_TO DO:_ Tally every line below where "OpenOptions" appears, then report the total alone.

_THE DATA:_
use std::path::Path;

use anyhow::{Context, Result};
use burn::data::dataset::Dataset;
use serde::{Deserialize, Serialize};

use crate::data::{obj::load_obj, preprocessor::normalize, sampler::PointSampler};
use crate::domain::{point_cloud::PointCloud, shape::ShapeRecord};

/// One sampled and flattened mesh with its class index.
/// `points` holds num_points * 3 floats: x0, y0, z0, x1, ...
#[derive(Debug, Clone, Serialize, Deserialize)]
pub struct ShapeSample {
    pub points: Vec<f32>,
    pub label:  usize,
}

impl ShapeSample {
    pub fn num_points(&self) -> usize {
        self.points.len() / 3
    }
}

/// Read a mesh, sample it and optionally normalise the cloud.
/// Training and inference both go through here so they see
/// identically prepared inputs.
pub fn load_point_cloud(
    path:            &Path,
    sampler:         &PointSampler,
    normalize_cloud: bool,
    seed:            u64,
) -> Result<PointCloud> {
    let mesh = load_obj(path).with_context(|| format!("Cannot load mesh '{}'", path.display()))?;
    let mut cloud = sampler
        .sample_seeded(&mesh, seed)
        .with_context(|| format!("Cannot sample mesh '{}'", path.display()))?;
    if normalize_cloud {
        normalize(&mut cloud);
    }
    Ok(cloud)
}

pub struct ShapeDataset {
    samples: Vec<ShapeSample>,
}

impl ShapeDataset {
    pub fn new(samples: Vec<ShapeSample>) -> Self { Self { samples } }

    /// Sample every record once. Record `i` uses seed `seed + i`, so a
    /// rebuild over the same records reproduces the same clouds.
    /// Meshes that fail to load are logged and left out.
    pub fn build(
        records:         &[ShapeRecord],
        sampler:         &PointSampler,
        normalize_cloud: bool,
        seed:            u64,
    ) -> Self {
        let mut samples = Vec::with_capacity(records.len());
        let mut skipped = 0usize;

        for (i, record) in records.iter().enumerate() {
            match load_point_cloud(&record.path, sampler, normalize_cloud, seed.wrapping_add(i as u64)) {
                Ok(cloud) => samples.push(ShapeSample { points: cloud.flatten(), label: record.label }),
                Err(e) => {
                    skipped += 1;
                    tracing::warn!("Skipping '{}': {:#}", record.path.display(), e);
                }
            }
            if (i + 1) % 500 == 0 {
                tracing::info!("Sampled {}/{} meshes", i + 1, records.len());
            }
        }

        if skipped > 0 {
            tracing::warn!("{} of {} meshes could not be sampled", skipped, records.len());
        }
        Self { samples }
    }

    pub fn sample_count(&self) -> usize { self.samples.len() }

    pub fn into_samples(self) -> Vec<ShapeSample> { self.samples }
}

impl Dataset<ShapeSample> for ShapeDataset {
    fn get(&self, index: usize) -> Option<ShapeSample> {
        self.samples.get(index).cloned()
    }

    fn len(&self) -> usize {
        self.samples.len()
    }
}

#[cfg(test)]
mod tests {
    use super::*;
    use crate::data::loader::{fixtures, ShapeNetLoader};
    use crate::domain::traits::ShapeSource;

    #[test]
    fn test_build_samples_every_mesh() {
        let dir = tempfile::tempdir().unwrap();
        fixtures::write_tree(dir.path(), 2);
        let catalog = ShapeNetLoader::new(dir.path()).load_all().unwrap();

        let dataset = ShapeDataset::build(&catalog.records, &PointSampler::new(32), true, 42);
        assert_eq!(dataset.len(), 4);
        for i in 0..dataset.len() {
            let s = dataset.get(i).unwrap();
            assert_eq!(s.points.len(), 32 * 3);
            assert_eq!(s.num_points(), 32);
        }
        assert!(dataset.get(4).is_none());
    }

    #[test]
    fn test_build_is_reproducible() {
        let dir = tempfile::tempdir().unwrap();
        fixtures::write_tree(dir.path(), 1);
        let catalog = ShapeNetLoader::new(dir.path()).load_all().unwrap();

        let a = ShapeDataset::build(&catalog.records, &PointSampler::new(16), false, 5);
        let b = ShapeDataset::build(&catalog.records, &PointSampler::new(16), false, 5);
        assert_eq!(a.get(0).unwrap().points, b.get(0).unwrap().points);
    }

    #[test]
    fn test_broken_meshes_are_skipped() {
        let dir = tempfile::tempdir().unwrap();
        fixtures::write_tree(dir.path(), 1);
        fixtures::write_model(dir.path(), "plane", "broken", "v 0 0\n");
        let catalog = ShapeNetLoader::new(dir.path()).load_all().unwrap();
        assert_eq!(catalog.records.len(), 3);

        let dataset = ShapeDataset::build(&catalog.records, &PointSampler::new(8), true, 0);
        assert_eq!(dataset.len(), 2);
    }
}
// ============================================================
// Layer 3 - Shape Records and Predictions
// ============================================================
// Plain data passed between layers: where a mesh lives on disk
// and which class it belongs to, the catalogue produced by a
// directory scan, and one ranked prediction.

use std::path::PathBuf;

use serde::{Deserialize, Serialize};

use crate::domain::label_map::LabelMap;

/// One mesh file and its class.
#[derive(Debug, Clone, PartialEq, Eq, Serialize, Deserialize)]
pub struct ShapeRecord {
    /// Path to model_normalized.obj
    pub path: PathBuf,

    /// Category directory name (e.g. "02691156")
    pub category: String,

    /// Index of `category` in the label map
    pub label: usize,
}

/// Result of scanning a data root.
#[derive(Debug, Clone)]
pub struct ShapeCatalog {
    pub label_map: LabelMap,
    pub records:   Vec<ShapeRecord>,
}

impl ShapeCatalog {
    /// Number of records per class index.
    pub fn class_counts(&self) -> Vec<usize> {
        let mut counts = vec![0usize; self.label_map.len()];
        for r in &self.records {
            if let Some(c) = counts.get_mut(r.label) {
                *c += 1;
            }
        }
        counts
    }
}

/// One entry of a ranked classification result.
#[derive(Debug, Clone, PartialEq, Serialize, Deserialize)]
pub struct Prediction {
    pub label:       usize,
    pub category:    String,
    pub name:        String,
    pub probability: f32,
}
// ============================================================
// Layer 4 - Mesh Errors
// ============================================================
// Typed failures for reading and sampling meshes. Everything
// above the data layer converts these into anyhow::Error with
// file context attached.

use std::path::PathBuf;

use thiserror::Error;

pub type MeshResult<T> = Result<T, MeshError>;

#[derive(Debug, Error)]
pub enum MeshError {
    #[error("mesh file not found: {path}")]
    FileNotFound { path: PathBuf },

    #[error("malformed OBJ at line {line}: {message}")]
    Malformed { line: usize, message: String },

    #[error("face at line {line} references vertex {index}, but only {count} vertices are defined")]
    IndexOutOfRange { line: usize, index: i64, count: usize },

    #[error("mesh has no vertices")]
    Empty,

    #[error("I/O error: {0}")]
    Io(#[from] std::io::Error),
}

impl MeshError {
    /// Shorthand for a `Malformed` error at `line`.
    pub fn malformed(line: usize, message: impl Into<String>) -> Self {
        Self::Malformed { line, message: message.into() }
    }
}
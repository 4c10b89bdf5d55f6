// ============================================================
// Layer 3 - Domain Layer
// ============================================================
// Plain structs and traits that describe the problem:
// meshes, point clouds, labels, records and predictions.
//
// Rules for this layer:
//   - no burn types
//   - no file I/O
//   - only data and the traits other layers implement

// Indexed triangle mesh
pub mod mesh;

// Fixed-size sampled point set
pub mod point_cloud;

// Category id <-> class index bijection
pub mod label_map;

// Mesh records, scan results and predictions
pub mod shape;

// Core abstractions (traits) that other layers implement
pub mod traits;
#![allow(dead_code)]
#![recursion_limit = "256"]

mod cli;
mod application;
mod domain;
mod data;
mod ml;
mod infra;

use anyhow::Result;
use cli::Cli;
use clap::Parser;

fn main() -> Result<()> {
    tracing_subscriber::fmt()
        .with_env_filter(
            tracing_subscriber::EnvFilter::from_default_env()
                .add_directive("shape_classifier=info".parse()?),
        )
        .init();

    let cli = Cli::parse();
    cli.run()
}
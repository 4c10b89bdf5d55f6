// ============================================================
// Layer 2 - ExportUseCase
// ============================================================
// Turns a training checkpoint directory into a standalone
// inference bundle: the best model (or latest epoch), its
// architecture, the label map and the sampling settings.

use anyhow::Result;
use std::path::PathBuf;

use crate::infra::{
    checkpoint::CheckpointManager,
    export::{export_bundle, BundleManifest},
};
use crate::ml::{backend::NdArrayBackend, inferencer::Inferencer};

pub struct ExportUseCase {
    checkpoint_dir: PathBuf,
    out_dir:        PathBuf,
}

impl ExportUseCase {
    pub fn new(checkpoint_dir: impl Into<PathBuf>, out_dir: impl Into<PathBuf>) -> Self {
        Self { checkpoint_dir: checkpoint_dir.into(), out_dir: out_dir.into() }
    }

    /// Write `bundle.json` and the weights into `out_dir`.
    /// Returns the manifest that was written.
    pub fn execute(&self) -> Result<BundleManifest> {
        // Weights are backend independent, the CPU backend is enough here
        let ckpt_manager = CheckpointManager::new(&self.checkpoint_dir);
        let inferencer   = Inferencer::<NdArrayBackend>::from_checkpoint(&ckpt_manager, Default::default())?;

        let manifest = BundleManifest {
            model:     inferencer.model_config().clone(),
            labels:    inferencer.label_map().clone(),
            normalize: inferencer.normalize(),
            seed:      inferencer.seed(),
        };
        export_bundle(inferencer.model(), &manifest, &self.out_dir)?;
        Ok(manifest)
    }
}
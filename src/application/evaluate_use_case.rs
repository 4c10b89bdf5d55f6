// ============================================================
// Layer 2 - EvaluateUseCase
// ============================================================
// Scores a trained model on a data root. Categories are mapped
// through the model's own label map; directories the model was
// not trained on are skipped by the loader.

use anyhow::{bail, Result};
use std::path::PathBuf;
use burn::{data::dataloader::DataLoaderBuilder, prelude::Backend};

use crate::data::{batcher::PointCloudBatcher, dataset::ShapeDataset, loader::ShapeNetLoader};
use crate::domain::traits::ShapeSource;
use crate::ml::{
    inferencer::Inferencer,
    trainer::{evaluate_model, EvalMetrics},
};

pub struct EvaluateUseCase {
    model_dir:  PathBuf,
    data_dir:   PathBuf,
    batch_size: usize,
}

impl EvaluateUseCase {
    /// `batch_size` below 1 is raised to 1.
    pub fn new(model_dir: impl Into<PathBuf>, data_dir: impl Into<PathBuf>, batch_size: usize) -> Self {
        Self { model_dir: model_dir.into(), data_dir: data_dir.into(), batch_size: batch_size.max(1) }
    }

    /// Load the model, sample every mesh of a known category under
    /// `data_dir` and score them in one pass. Fails when nothing
    /// under the data root matches the model's label map.
    pub fn execute<B: Backend>(&self, device: B::Device) -> Result<EvalMetrics> {
        let inferencer = Inferencer::<B>::load(&self.model_dir, device.clone())?;

        let catalog = ShapeNetLoader::new(&self.data_dir)
            .with_label_map(inferencer.label_map().clone())
            .load_all()?;
        if catalog.records.is_empty() {
            bail!("No meshes of known categories under '{}'", self.data_dir.display());
        }

        let dataset = ShapeDataset::build(
            &catalog.records,
            inferencer.sampler(),
            inferencer.normalize(),
            inferencer.seed(),
        );
        tracing::info!("Evaluating on {} meshes", dataset.sample_count());

        let loader = DataLoaderBuilder::new(PointCloudBatcher::<B>::new(device))
            .batch_size(self.batch_size)
            .build(dataset);

        let metrics = evaluate_model(inferencer.model(), loader.as_ref());
        tracing::info!(
            "loss={:.4} accuracy={:.1}% over {} samples",
            metrics.loss,
            metrics.accuracy * 100.0,
            metrics.samples
        );
        Ok(metrics)
    }
}

// ─── Unit Tests ───────────────────────────────────────────────────────────────
#[cfg(test)]
mod tests {
    use super::*;

    use crate::data::loader::fixtures;
    use crate::domain::label_map::LabelMap;
    use crate::infra::export::{export_bundle, BundleManifest};
    use crate::ml::{backend::NdArrayBackend, model::PointCloudClassifierConfig};

    #[test]
    fn test_unknown_categories_are_skipped() {
        let model = tempfile::tempdir().unwrap();
        let data  = tempfile::tempdir().unwrap();

        // model only knows "tetra"
        let manifest = BundleManifest {
            model:     PointCloudClassifierConfig::new(16, 1, vec![]),
            labels:    LabelMap::from_categories(["tetra"]),
            normalize: true,
            seed:      1,
        };
        let m = manifest.model.init::<NdArrayBackend>(&Default::default());
        export_bundle(&m, &manifest, model.path()).unwrap();
        fixtures::write_tree(data.path(), 2);

        let metrics = EvaluateUseCase::new(model.path(), data.path(), 4)
            .execute::<NdArrayBackend>(Default::default())
            .unwrap();
        assert_eq!(metrics.samples, 2);
        // a single-class model is always right
        assert_eq!(metrics.accuracy, 1.0);
    }

    #[test]
    fn test_no_known_categories_is_error() {
        let model = tempfile::tempdir().unwrap();
        let data  = tempfile::tempdir().unwrap();
        let manifest = BundleManifest {
            model:     PointCloudClassifierConfig::new(16, 1, vec![]),
            labels:    LabelMap::from_categories(["chair"]),
            normalize: false,
            seed:      1,
        };
        let m = manifest.model.init::<NdArrayBackend>(&Default::default());
        export_bundle(&m, &manifest, model.path()).unwrap();
        fixtures::write_tree(data.path(), 1);

        let res = EvaluateUseCase::new(model.path(), data.path(), 4).execute::<NdArrayBackend>(Default::default());
        assert!(res.is_err());
    }
}
// ============================================================
// Layer 4 - Data Pipeline
// ============================================================
// Everything from a data root on disk to tensor batches:
//
//   <root>/<category>/<model>/models/model_normalized.obj
//       │
//       ▼
//   ShapeNetLoader     → scans directories, builds the label map
//       │
//       ▼
//   obj::load_obj      → parses the mesh
//       │
//       ▼
//   PointSampler       → area-weighted surface sampling
//       │
//       ▼
//   preprocessor       → centre + unit-sphere normalisation
//       │
//       ▼
//   ShapeDataset       → implements Burn's Dataset trait
//       │
//       ▼
//   PointCloudBatcher  → stacks samples into tensor batches
//       │
//       ▼
//   DataLoader         → feeds batches to the training loop

/// Typed mesh reading/sampling errors
pub mod error;

/// Wavefront OBJ reader
pub mod obj;

/// Surface point sampling
pub mod sampler;

/// Point cloud normalisation
pub mod preprocessor;

/// Directory walk over a ShapeNet-style data root
pub mod loader;

/// Implements Burn's Dataset trait for sampled shapes
pub mod dataset;

/// Implements Burn's Batcher trait to create tensor batches
pub mod batcher;

/// Shuffles and splits data into train/validation sets
pub mod splitter;
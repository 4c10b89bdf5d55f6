// ============================================================
// Layer 6 - Metrics Logger
// ============================================================
// Appends one CSV row per epoch to <checkpoint_dir>/metrics.csv:
//
//   epoch,train_loss,train_acc,val_loss,val_acc
//   1,2.301200,0.145000,2.254100,0.180000
//   2,2.011800,0.290000,1.987300,0.310000
//
// The header is written only when the file is created, so a
// resumed run keeps appending to the same log.

use anyhow::{Context, Result};
use std::{
    fs::{self, OpenOptions},
    io::Write,
    path::{Path, PathBuf},
};
use serde::{Deserialize, Serialize};

/// One row of metrics for a single training epoch
#[derive(Debug, Clone, Serialize, Deserialize)]
pub struct EpochMetrics {
    /// The epoch number (starts at 1)
    pub epoch: usize,

    /// Mean cross-entropy over training batches
    pub train_loss: f64,

    /// Fraction of training samples classified correctly
    pub train_acc: f64,

    /// Mean cross-entropy over validation batches (NaN if no validation set)
    pub val_loss: f64,

    /// Fraction of validation samples classified correctly
    pub val_acc: f64,
}

impl EpochMetrics {
    pub fn new(
        epoch:      usize,
        train_loss: f64,
        train_acc:  f64,
        val_loss:   f64,
        val_acc:    f64,
    ) -> Self {
        Self { epoch, train_loss, train_acc, val_loss, val_acc }
    }

    /// Loss used for model selection: validation loss when there
    /// is one, otherwise training loss.
    pub fn selection_loss(&self) -> f64 {
        if self.val_loss.is_finite() { self.val_loss } else { self.train_loss }
    }

    /// True if this epoch beats `best`. A non-finite loss never
    /// improves; anything finite beats "no best yet".
    pub fn is_improvement(&self, best: Option<f64>) -> bool {
        let loss = self.selection_loss();
        loss.is_finite() && best.map_or(true, |b| loss < b)
    }
}

/// Logs epoch metrics to a CSV file for later analysis.
pub struct MetricsLogger {
    csv_path: PathBuf,
}

impl MetricsLogger {
    /// Open `<dir>/metrics.csv`, writing the header if the file is new.
    /// An existing file is appended to, so resumed runs continue it.
    pub fn new(dir: impl AsRef<Path>) -> Result<Self> {
        let dir = dir.as_ref();
        fs::create_dir_all(dir)?;

        let csv_path = dir.join("metrics.csv");
        if !csv_path.exists() {
            let mut f = fs::File::create(&csv_path)
                .with_context(|| format!("Cannot create '{}'", csv_path.display()))?;
            writeln!(f, "epoch,train_loss,train_acc,val_loss,val_acc")?;
            tracing::debug!("Started new metrics log at '{}'", csv_path.display());
        }

        Ok(Self { csv_path })
    }

    /// Append one epoch's metrics as a new row.
    pub fn log(&self, m: &EpochMetrics) -> Result<()> {
        let mut f = OpenOptions::new()
            .append(true)
            .open(&self.csv_path)
            .with_context(|| format!("Cannot open '{}'", self.csv_path.display()))?;

        writeln!(
            f,
            "{},{:.6},{:.6},{:.6},{:.6}",
            m.epoch,
            m.train_loss,
            m.train_acc,
            m.val_loss,
            m.val_acc,
        )?;

        tracing::debug!(
            "metrics.csv <- epoch {} (train {:.4} / val {:.4})",
            m.epoch,
            m.train_loss,
            m.val_loss,
        );
        Ok(())
    }

    pub fn csv_path(&self) -> &Path {
        &self.csv_path
    }
}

_ANSWER FOR THIS EXERCISE:_ 2